** Data under study follows **
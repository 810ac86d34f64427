use log::debug;

use std::time::Instant;

use super::block::Block;
use super::hash::meets_difficulty;

/// Difficulty the genesis block is sealed at
pub const GENESIS_DIFFICULTY: usize = 1;

/// Performs proof of work on a block candidate
///
/// Starts at nonce zero and increments until the block hash has
/// `difficulty` leading zero characters. There is no upper bound on the
/// nonce: an unreachable difficulty never returns.
///
/// # Arguments
///
/// * `block` - The candidate; every field except nonce and hash is kept
/// * `difficulty` - Number of leading '0' hex characters required
///
/// # Returns
///
/// The sealed block
pub fn seal(mut block: Block, difficulty: usize) -> Block {
    let started = Instant::now();
    block.nonce = 0;

    loop {
        let hash = block.calculate_hash();

        if meets_difficulty(&hash, difficulty) {
            debug!(
                "Sealed block {} at difficulty {} with nonce {} in {:?}",
                block.index,
                difficulty,
                block.nonce,
                started.elapsed()
            );

            return Block { hash, ..block };
        }

        block.nonce += 1;
    }
}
** End of Data under study **
Exercise directions: Track down every line in the entries that includes the string "Instant", and copy it.

Written response:
use std::time::Instant;
    let started = Instant::now();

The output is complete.